Russia's win was also the biggest in a World Cup opener in 84 years since Italy's 7-1 over the United States in 1934.

President Vladimir Putin and Saudi Crown Prince Mohammed bin Salman watched the first match of the 2018 World Cup together in Moscow on Thursday, as Russian Federation beat Saudi Arabia 5-0.

Just 12 minutes into the match, the Saudi backline got caught out of place after a corner kick, leaving a wide open opportunity for Yury Gazinsky to score the opening goal of the tournament.

Dzagoev hurt his hamstring in the opening period and could be a doubt for the rest of the tournament, depending on the results of a scan.

It was Gazinsky's first goal of his global career.

Artyom Dzyuba made an instant impact off the bench to make it 3-0 in the 71st with a header off Golovin's cross.

Russia, he explained, have been preparing for their moment of history in their home World Cup.

"We won our first game at [last summer's] Confederations Cup and it didn't take us too far". Gazinsky put home a header, and the Saudi Arabian goalie simply couldn't get to it despite a good effort.

One concern for Russian Federation is that creative midfielder Alan Dzagoev picked up a suspected hamstring injury, but that was what allowed Cheryshev to come off the bench and change the game.

It's hard to imagine Russian Federation beating the vastly superior Uruguayans, but if they can get a draw with Egypt, whose best player, Mo Salah, is fresh off a serious shoulder injury suffered in the Champions League final, they could scramble through to the next round.

And that strike sent fans wild over the former Real Madrid man. Aware that Saudi Arabia's defenders were unlikely to challenge him, the attacker curled in a lovely shot from the edge of the box with the outside of his left foot to put his team up four.

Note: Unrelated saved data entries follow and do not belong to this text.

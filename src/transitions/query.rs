//! # Transition Query

use chrono::{DateTime, Utc};
use serde::{Deserialize, Serialize};

use super::model::{EpisodeAclTransition, SeriesAclTransition, TransitionId};
use crate::acl::{AclScope, ManagedAclId};

/// Filter over stored transitions. Unset fields match everything.
///
/// `after` and `before` are inclusive bounds on the application date.
#[derive(Debug, Clone, Default, PartialEq, Eq, Serialize, Deserialize)]
pub struct TransitionQuery {
    pub target_id: Option<String>,
    pub scope: Option<AclScope>,
    pub after: Option<DateTime<Utc>>,
    pub before: Option<DateTime<Utc>>,
    pub done: Option<bool>,
    pub acl_id: Option<ManagedAclId>,
    pub transition_id: Option<TransitionId>,
}

impl TransitionQuery {
    pub fn new() -> Self {
        Self::default()
    }

    pub fn with_target_id(mut self, target_id: impl Into<String>) -> Self {
        self.target_id = Some(target_id.into());
        self
    }

    pub fn with_scope(mut self, scope: AclScope) -> Self {
        self.scope = Some(scope);
        self
    }

    pub fn after(mut self, at: DateTime<Utc>) -> Self {
        self.after = Some(at);
        self
    }

    pub fn before(mut self, at: DateTime<Utc>) -> Self {
        self.before = Some(at);
        self
    }

    pub fn with_done(mut self, done: bool) -> Self {
        self.done = Some(done);
        self
    }

    pub fn with_acl_id(mut self, acl_id: ManagedAclId) -> Self {
        self.acl_id = Some(acl_id);
        self
    }

    pub fn with_transition_id(mut self, transition_id: TransitionId) -> Self {
        self.transition_id = Some(transition_id);
        self
    }

    pub fn matches_episode(&self, t: &EpisodeAclTransition) -> bool {
        self.scope.map_or(true, |s| s == AclScope::Episode)
            && self.target_id.as_deref().map_or(true, |id| id == t.episode_id)
            && self.acl_id.map_or(true, |id| t.acl_id == Some(id))
            && self.matches_common(t.transition_id, t.application_date, t.done)
    }

    pub fn matches_series(&self, t: &SeriesAclTransition) -> bool {
        self.scope.map_or(true, |s| s == AclScope::Series)
            && self.target_id.as_deref().map_or(true, |id| id == t.series_id)
            && self.acl_id.map_or(true, |id| t.acl_id == id)
            && self.matches_common(t.transition_id, t.application_date, t.done)
    }

    fn matches_common(&self, transition_id: TransitionId, at: DateTime<Utc>, done: bool) -> bool {
        self.transition_id.map_or(true, |id| id == transition_id)
            && self.after.map_or(true, |after| at >= after)
            && self.before.map_or(true, |before| at <= before)
            && self.done.map_or(true, |d| d == done)
    }
}
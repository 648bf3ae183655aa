//! CLI argument definitions using clap
//!
//! Commands:
//! - arcvault init --config <path>
//! - arcvault claim --unit <id>
//! - arcvault put / copy / get / contains / delete
//! - arcvault usage
//! - arcvault transitions

use clap::{Parser, Subcommand};
use std::path::PathBuf;

/// arcvault - versioned element archive with ACL transition tracking
#[derive(Parser, Debug)]
#[command(name = "arcvault")]
#[command(version, about, long_about = None)]
pub struct Cli {
    /// Path to configuration file
    #[arg(long, global = true, default_value = "./arcvault.json")]
    pub config: PathBuf,

    #[command(subcommand)]
    pub command: Command,
}

#[derive(Subcommand, Debug)]
pub enum Command {
    /// Create the archive, workspace and state directories
    Init,

    /// Claim the next version of a content unit
    Claim {
        #[arg(long)]
        unit: String,
    },

    /// Link a staged source into the archive
    Put {
        #[arg(long)]
        unit: String,
        #[arg(long)]
        version: u64,
        #[arg(long)]
        asset: String,
        /// Source URI, relative to the workspace or `file://`
        #[arg(long)]
        source: String,
        #[arg(long)]
        extension: Option<String>,
    },

    /// Duplicate an element into another version
    Copy {
        #[arg(long)]
        unit: String,
        #[arg(long)]
        asset: String,
        #[arg(long)]
        from_version: u64,
        #[arg(long)]
        to_version: u64,
    },

    /// Write an element's bytes to a file
    Get {
        #[arg(long)]
        unit: String,
        #[arg(long)]
        version: u64,
        #[arg(long)]
        asset: String,
        #[arg(long)]
        output: PathBuf,
    },

    /// Check whether an element exists
    Contains {
        #[arg(long)]
        unit: String,
        #[arg(long)]
        version: u64,
        #[arg(long)]
        asset: String,
    },

    /// Delete one version, or every version when none is given
    Delete {
        #[arg(long)]
        unit: String,
        #[arg(long)]
        version: Option<u64>,
    },

    /// Report disk usage of the archive
    Usage,

    /// List stored ACL transitions
    Transitions {
        /// Only transitions of this episode or series
        #[arg(long)]
        target: Option<String>,
        /// Only transitions not yet done
        #[arg(long)]
        pending: bool,
    },
}

impl Cli {
    /// Parse command line arguments
    pub fn parse_args() -> Self {
        Cli::parse()
    }
}

#[cfg(test)]
mod tests {
    use super::*;

    #[test]
    fn test_parse_put() {
        let cli = Cli::try_parse_from([
            "arcvault", "--config", "/etc/arc.json", "put", "--unit", "U1", "--version", "1",
            "--asset", "a", "--source", "inbox/a.mp4",
        ])
        .unwrap();

        assert_eq!(cli.config, PathBuf::from("/etc/arc.json"));
        match cli.command {
            Command::Put { unit, version, extension, .. } => {
                assert_eq!(unit, "U1");
                assert_eq!(version, 1);
                assert!(extension.is_none());
            }
            other => panic!("unexpected command {:?}", other),
        }
    }

    #[test]
    fn test_delete_without_version() {
        let cli = Cli::try_parse_from(["arcvault", "delete", "--unit", "U1"]).unwrap();
        assert!(matches!(cli.command, Command::Delete { version: None, .. }));
        assert_eq!(cli.config, PathBuf::from("./arcvault.json"));
    }
}
//! arcvault - versioned media archive with cross-service ACL propagation
//!
//! - `archive`: version allocation, element storage, versioned media packages
//! - `acl`: managed ACLs and the transition engine keeping the archive, the
//!   search index and the distribution channel consistent
//! - `transitions`: scheduled ACL changes, bounded retry, scheduling pass
//! - `jobs`: job snapshots and the job barrier
//! - `lock`: keyed mutual exclusion

pub mod acl;
pub mod archive;
pub mod cli;
pub mod config;
pub mod jobs;
pub mod lock;
pub mod observability;
pub mod persistence;
pub mod transitions;
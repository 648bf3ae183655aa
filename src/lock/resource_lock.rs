//! Keyed mutual exclusion
//!
//! Invariants:
//! - For one key, at most one closure runs at a time
//! - Closures on distinct keys never wait for each other
//! - The map only holds keys with a live invocation

use std::collections::HashMap;
use std::hash::Hash;
use std::sync::atomic::{AtomicUsize, Ordering};
use std::sync::{Arc, Mutex, MutexGuard, PoisonError};

/// Per-key handle.
///
/// `users` is only modified while the map lock is held.
#[derive(Debug, Default)]
struct Slot {
    gate: Mutex<()>,
    users: AtomicUsize,
}

/// Serializes work sharing a logical resource key.
///
/// Waiters on the same key are woken in the order the platform mutex grants,
/// which is best-effort FIFO.
#[derive(Debug)]
pub struct ResourceLock<K> {
    slots: Mutex<HashMap<K, Arc<Slot>>>,
}

impl<K> Default for ResourceLock<K>
where
    K: Eq + Hash + Clone,
{
    fn default() -> Self {
        Self::new()
    }
}

impl<K> ResourceLock<K>
where
    K: Eq + Hash + Clone,
{
    /// Create an empty lock table.
    pub fn new() -> Self {
        Self {
            slots: Mutex::new(HashMap::new()),
        }
    }

    /// Run `f` while holding exclusive access to `key`.
    ///
    /// The slot is released on every exit path, including a panic in `f`.
    pub fn with_lock<R, F>(&self, key: &K, f: F) -> R
    where
        F: FnOnce() -> R,
    {
        let slot = self.enter(key);
        let _release = Release {
            lock: self,
            key,
            slot: &slot,
        };
        let _held = lock_recover(&slot.gate);
        f()
    }

    /// Number of keys with a live invocation.
    pub fn active_keys(&self) -> usize {
        lock_recover(&self.slots).len()
    }

    fn enter(&self, key: &K) -> Arc<Slot> {
        let mut slots = lock_recover(&self.slots);
        let slot = Arc::clone(slots.entry(key.clone()).or_default());
        slot.users.fetch_add(1, Ordering::SeqCst);
        slot
    }

    fn leave(&self, key: &K, slot: &Slot) {
        let mut slots = lock_recover(&self.slots);
        if slot.users.fetch_sub(1, Ordering::SeqCst) == 1 {
            slots.remove(key);
        }
    }
}

struct Release<'a, K>
where
    K: Eq + Hash + Clone,
{
    lock: &'a ResourceLock<K>,
    key: &'a K,
    slot: &'a Slot,
}

impl<K> Drop for Release<'_, K>
where
    K: Eq + Hash + Clone,
{
    fn drop(&mut self) {
        self.lock.leave(self.key, self.slot);
    }
}

fn lock_recover<T>(mutex: &Mutex<T>) -> MutexGuard<'_, T> {
    mutex.lock().unwrap_or_else(PoisonError::into_inner)
}
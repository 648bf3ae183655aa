//! Structured JSON logger
//!
//! - One log line = one event
//! - `event` first, `severity` second, remaining keys in alphabetical order
//! - Synchronous, no buffering
//! - ERROR and FATAL go to stderr

use std::fmt;
use std::io::{self, Write};
use std::sync::atomic::{AtomicU8, Ordering};

/// Log severity levels
#[derive(Debug, Clone, Copy, PartialEq, Eq, PartialOrd, Ord)]
pub enum Severity {
    /// Debug-level detail
    Trace = 0,
    /// Normal operations
    Info = 1,
    /// Recoverable issues
    Warn = 2,
    /// Operation failures
    Error = 3,
    /// Unrecoverable
    Fatal = 4,
}

impl Severity {
    /// Returns the string representation
    pub fn as_str(&self) -> &'static str {
        match self {
            Severity::Trace => "TRACE",
            Severity::Info => "INFO",
            Severity::Warn => "WARN",
            Severity::Error => "ERROR",
            Severity::Fatal => "FATAL",
        }
    }

    fn from_u8(value: u8) -> Self {
        match value {
            0 => Severity::Trace,
            1 => Severity::Info,
            2 => Severity::Warn,
            3 => Severity::Error,
            _ => Severity::Fatal,
        }
    }
}

impl fmt::Display for Severity {
    fn fmt(&self, f: &mut fmt::Formatter<'_>) -> fmt::Result {
        write!(f, "{}", self.as_str())
    }
}

static MIN_SEVERITY: AtomicU8 = AtomicU8::new(Severity::Info as u8);

/// A structured logger that outputs JSON lines
pub struct Logger;

impl Logger {
    /// Drop every record below `severity`.
    pub fn set_min_severity(severity: Severity) {
        MIN_SEVERITY.store(severity as u8, Ordering::Relaxed);
    }

    /// Current minimum severity.
    pub fn min_severity() -> Severity {
        Severity::from_u8(MIN_SEVERITY.load(Ordering::Relaxed))
    }

    /// Log an event with the given severity and fields
    pub fn log(severity: Severity, event: &str, fields: &[(&str, &str)]) {
        if severity < Self::min_severity() {
            return;
        }
        if severity >= Severity::Error {
            Self::log_to_writer(severity, event, fields, &mut io::stderr());
        } else {
            Self::log_to_writer(severity, event, fields, &mut io::stdout());
        }
    }

    fn log_to_writer<W: Write>(
        severity: Severity,
        event: &str,
        fields: &[(&str, &str)],
        writer: &mut W,
    ) {
        let line = render(severity, event, fields);
        // Logging never fails the caller
        let _ = writer.write_all(line.as_bytes());
        let _ = writer.flush();
    }

    /// Log at TRACE level
    pub fn trace(event: &str, fields: &[(&str, &str)]) {
        Self::log(Severity::Trace, event, fields);
    }

    /// Log at INFO level
    pub fn info(event: &str, fields: &[(&str, &str)]) {
        Self::log(Severity::Info, event, fields);
    }

    /// Log at WARN level
    pub fn warn(event: &str, fields: &[(&str, &str)]) {
        Self::log(Severity::Warn, event, fields);
    }

    /// Log at ERROR level
    pub fn error(event: &str, fields: &[(&str, &str)]) {
        Self::log(Severity::Error, event, fields);
    }

    /// Log at FATAL level
    pub fn fatal(event: &str, fields: &[(&str, &str)]) {
        Self::log(Severity::Fatal, event, fields);
    }
}

fn render(severity: Severity, event: &str, fields: &[(&str, &str)]) -> String {
    let mut sorted: Vec<&(&str, &str)> = fields.iter().collect();
    sorted.sort_by_key(|(key, _)| *key);

    let mut line = String::with_capacity(128);
    line.push('{');
    push_pair(&mut line, "event", event);
    line.push(',');
    push_pair(&mut line, "severity", severity.as_str());
    for (key, value) in sorted {
        line.push(',');
        push_pair(&mut line, key, value);
    }
    line.push_str("}\n");
    line
}

fn push_pair(line: &mut String, key: &str, value: &str) {
    line.push_str(&serde_json::Value::from(key).to_string());
    line.push(':');
    line.push_str(&serde_json::Value::from(value).to_string());
}

/// Capture a log line for assertions
#[cfg(test)]
pub fn capture_log(severity: Severity, event: &str, fields: &[(&str, &str)]) -> String {
    let mut buffer = Vec::new();
    Logger::log_to_writer(severity, event, fields, &mut buffer);
    String::from_utf8(buffer).unwrap()
}
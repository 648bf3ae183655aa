//! # ACL Model

use std::fmt;

use serde::{Deserialize, Serialize};

/// Identifier of a managed ACL
pub type ManagedAclId = u64;

/// One `(role, action, allow)` rule
#[derive(Debug, Clone, PartialEq, Eq, Hash, Serialize, Deserialize)]
pub struct AccessControlEntry {
    pub role: String,
    pub action: String,
    pub allow: bool,
}

impl AccessControlEntry {
    pub fn new(role: impl Into<String>, action: impl Into<String>, allow: bool) -> Self {
        Self {
            role: role.into(),
            action: action.into(),
            allow,
        }
    }
}

/// Ordered list of access control entries
#[derive(Debug, Clone, Default, PartialEq, Eq, Serialize, Deserialize)]
pub struct AccessControlList {
    pub entries: Vec<AccessControlEntry>,
}

impl AccessControlList {
    pub fn new(entries: Vec<AccessControlEntry>) -> Self {
        Self { entries }
    }

    pub fn with_entry(mut self, entry: AccessControlEntry) -> Self {
        self.entries.push(entry);
        self
    }

    /// First matching entry decides; no match denies
    pub fn is_allowed(&self, role: &str, action: &str) -> bool {
        self.entries
            .iter()
            .find(|e| e.role == role && e.action == action)
            .map(|e| e.allow)
            .unwrap_or(false)
    }
}

/// Level an ACL is attached at
#[derive(Debug, Clone, Copy, PartialEq, Eq, Hash, Serialize, Deserialize)]
#[serde(rename_all = "lowercase")]
pub enum AclScope {
    Episode,
    Series,
}

impl AclScope {
    /// Attachment flavor carrying an ACL of this scope
    pub fn flavor(&self) -> &'static str {
        match self {
            AclScope::Episode => "security/xacml+episode",
            AclScope::Series => "security/xacml+series",
        }
    }

    pub fn as_str(&self) -> &'static str {
        match self {
            AclScope::Episode => "episode",
            AclScope::Series => "series",
        }
    }
}

impl fmt::Display for AclScope {
    fn fmt(&self, f: &mut fmt::Formatter<'_>) -> fmt::Result {
        f.write_str(self.as_str())
    }
}

/// Named, reusable ACL owned by an organization
#[derive(Debug, Clone, PartialEq, Eq, Serialize, Deserialize)]
pub struct ManagedAcl {
    pub id: ManagedAclId,
    pub organization: String,
    pub name: String,
    pub acl: AccessControlList,
}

The heavy defeat leaves Saudi Arabia likely needing to beat Uruguay in their next match on Wednesday to stand a realistic chance of advancing beyond the group stage of the tournament. After one goal scored by Russian Federation, the two men looked at each other, shrugged and then shook hands.

It also helps if you are facing a team who have now lost eight and drawn two of their last 10 World Cup matches, whose defending fell painfully short of World Cup standard and whose attack was non-existent.

They inexplicably sacked Bert van Marwijk despite a successful campaign and then his successor Edgardo Bauza before the World Cup draw in November.